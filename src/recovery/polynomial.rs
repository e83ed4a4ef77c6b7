// SPDX-License-Identifier: CC0-1.0

use exact_fraction::Fraction;
use num_bigint::BigInt;
use num_traits::{One, Zero};

use super::{Error, Share};

/// A polynomial with exact rational coefficients, lowest degree first.
#[derive(Debug, Clone, PartialEq, Eq)]
pub struct Polynomial {
    coefficients: Vec<Fraction>,
}

/// Structural identity of a polynomial: the canonical `(numerator, denominator)`
/// pair of every coefficient, in order.
#[derive(Debug, Clone, PartialEq, Eq, Hash)]
pub struct Signature(Vec<(BigInt, BigInt)>);

/// A distinct interpolated polynomial together with its score against every share.
#[derive(Debug, Clone, PartialEq, Eq)]
pub struct Candidate {
    /// The interpolated polynomial
    pub polynomial: Polynomial,
    /// Number of shares lying on the polynomial
    pub agreement: usize,
    /// `mask[i]` is true if the i-th share lies on the polynomial
    pub mask: Vec<bool>,
}

impl Polynomial {
    /// Creates a polynomial from coefficients `[c_0, c_1, ..., c_d]`.
    pub fn from_coefficients(coefficients: Vec<Fraction>) -> Self {
        Polynomial { coefficients }
    }

    /// Returns the coefficients, lowest degree first.
    pub fn coefficients(&self) -> &[Fraction] {
        &self.coefficients
    }

    /// Returns `P(0)`.
    pub fn constant_term(&self) -> Fraction {
        self.coefficients.first().cloned().unwrap_or_default()
    }

    /// Evaluates the polynomial at `x` using Horner's method.
    pub fn evaluate(&self, x: &BigInt) -> Fraction {
        // Iterate from the highest coefficient down to the constant term
        self.coefficients
            .iter()
            .rev()
            .fold(Fraction::zero(), |acc, coeff| &acc.mul_int(x) + coeff)
    }

    /// Returns true if the share lies exactly on the polynomial.
    pub fn agrees_with(&self, share: &Share) -> bool {
        self.evaluate(&BigInt::from(share.x)) == Fraction::from(share.y.clone())
    }

    /// Scores the polynomial against every share.
    pub fn vote(&self, shares: &[Share]) -> Candidate {
        let mask: Vec<bool> = shares.iter().map(|share| self.agrees_with(share)).collect();
        let agreement = mask.iter().filter(|agrees| **agrees).count();

        Candidate {
            polynomial: self.clone(),
            agreement,
            mask,
        }
    }

    /// Returns the structural signature used to detect identical polynomials.
    pub fn signature(&self) -> Signature {
        Signature(
            self.coefficients
                .iter()
                .map(|coeff| (coeff.numer().clone(), coeff.denom().clone()))
                .collect(),
        )
    }
}

impl std::fmt::Display for Polynomial {
    fn fmt(&self, f: &mut std::fmt::Formatter<'_>) -> std::fmt::Result {
        let terms: Vec<String> = self.coefficients.iter().map(|c| c.to_string()).collect();
        write!(f, "[{}]", terms.join(", "))
    }
}

// Multiplies the integer polynomial `poly` by the linear factor (x - root).
fn mul_linear(poly: &[BigInt], root: &BigInt) -> Vec<BigInt> {
    let mut next = vec![BigInt::zero(); poly.len() + 1];
    for (a, coeff) in poly.iter().enumerate() {
        next[a] -= coeff * root;
        next[a + 1] += coeff;
    }
    next
}

/// Computes the unique polynomial of degree at most `k - 1` through `k` points.
///
/// Each Lagrange basis polynomial `L_i(x) = Π_{j≠i} (x - x_j) / Π_{j≠i} (x_i - x_j)`
/// is built by multiplying a running coefficient vector by one linear factor at a
/// time, scaled by `y_i`, and accumulated into the result.
///
/// # Returns
/// The interpolating polynomial, or [`Error::DuplicateAbscissa`] if two points
/// share an x-coordinate.
pub fn interpolate(points: &[&Share]) -> Result<Polynomial, Error> {
    let k = points.len();
    let xs: Vec<BigInt> = points.iter().map(|p| BigInt::from(p.x)).collect();
    let mut coefficients = vec![Fraction::zero(); k];

    for i in 0..k {
        let mut basis: Vec<BigInt> = vec![BigInt::one()];
        let mut denom = BigInt::one();

        for j in 0..k {
            if j == i {
                continue;
            }
            let diff = &xs[i] - &xs[j];
            if diff.is_zero() {
                return Err(Error::DuplicateAbscissa(points[i].x));
            }
            denom *= diff;
            basis = mul_linear(&basis, &xs[j]);
        }

        let factor = Fraction::new(points[i].y.clone(), denom)?;
        for (coeff, b) in coefficients.iter_mut().zip(&basis) {
            *coeff = &*coeff + &factor.mul_int(b);
        }
    }

    Ok(Polynomial::from_coefficients(coefficients))
}
//! Merge every per-place review file under a dataset directory into one table

use crate::error::Result;
use crate::storage::{is_blank, Table};
use serde::Serialize;
use std::collections::HashSet;
use std::fs;
use std::path::{Path, PathBuf};
use tracing::{debug, info, warn};

pub const REVIEW_COLUMNS: &[&str] = &["review", "ulasan", "text", "comment", "content"];
pub const PLACE_COLUMNS: &[&str] = &[
    "nama_tempat",
    "place",
    "place_name",
    "placename",
    "nama",
    "location",
    "lokasi",
];
pub const MERGED_HEADERS: [&str; 2] = ["nama_tempat", "review"];

#[derive(Debug, Clone, Default, PartialEq, Eq, Serialize)]
pub struct MergeReport {
    pub files: usize,
    pub skipped: usize,
    pub rows_read: usize,
    pub rows_kept: usize,
}

/// `*.csv` files below `dir`, recursively, except `places.csv`; sorted.
pub fn review_files(dir: &Path) -> Result<Vec<PathBuf>> {
    let mut files = Vec::new();
    let mut pending = vec![dir.to_path_buf()];
    while let Some(current) = pending.pop() {
        for entry in fs::read_dir(&current)? {
            let path = entry?.path();
            if path.is_dir() {
                pending.push(path);
                continue;
            }
            let Some(name) = path.file_name().and_then(|n| n.to_str()) else {
                continue;
            };
            let lower = name.to_lowercase();
            if lower.ends_with(".csv") && lower != "places.csv" {
                files.push(path);
            }
        }
    }
    files.sort();
    Ok(files)
}

/// Rows as `(place, review)`, or `None` when either column is missing.
fn read_pairs(path: &Path) -> Result<Option<Vec<(String, String)>>> {
    let mut table = Table::read(path)?;
    for header in table.headers.iter_mut() {
        *header = header.trim().to_lowercase();
    }
    let pick = |candidates: &[&str]| candidates.iter().find_map(|c| table.column(c));
    let (Some(place), Some(review)) = (pick(PLACE_COLUMNS), pick(REVIEW_COLUMNS)) else {
        return Ok(None);
    };
    Ok(Some(
        table
            .rows
            .iter()
            .map(|row| (row[place].trim().to_string(), row[review].trim().to_string()))
            .collect(),
    ))
}

pub fn merge_reviews(dir: &Path) -> Result<(Table, MergeReport)> {
    let mut merged = Table::new(MERGED_HEADERS.iter().map(|h| h.to_string()).collect());
    let mut report = MergeReport::default();
    let mut seen = HashSet::new();

    for path in review_files(dir)? {
        let pairs = match read_pairs(&path) {
            Ok(Some(pairs)) => pairs,
            Ok(None) => {
                debug!(path = %path.display(), "no place/review columns, skipping");
                report.skipped += 1;
                continue;
            }
            Err(err) => {
                warn!(path = %path.display(), %err, "unreadable file, skipping");
                report.skipped += 1;
                continue;
            }
        };
        report.files += 1;
        report.rows_read += pairs.len();
        for (place, review) in pairs {
            if is_blank(&place) || is_blank(&review) {
                continue;
            }
            if seen.insert((place.clone(), review.clone())) {
                merged.rows.push(vec![place, review]);
            }
        }
    }

    report.rows_kept = merged.len();
    info!(
        files = report.files,
        skipped = report.skipped,
        rows = report.rows_kept,
        "merged review files"
    );
    Ok((merged, report))
}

● ● ●

> Task to carry out
Wherever a line contains the string "terms", copy that line from the data.

> Answer space
        let terms: Vec<String> = self.coefficients.iter().map(|c| c.to_string()).collect();
        write!(f, "[{}]", terms.join(", "))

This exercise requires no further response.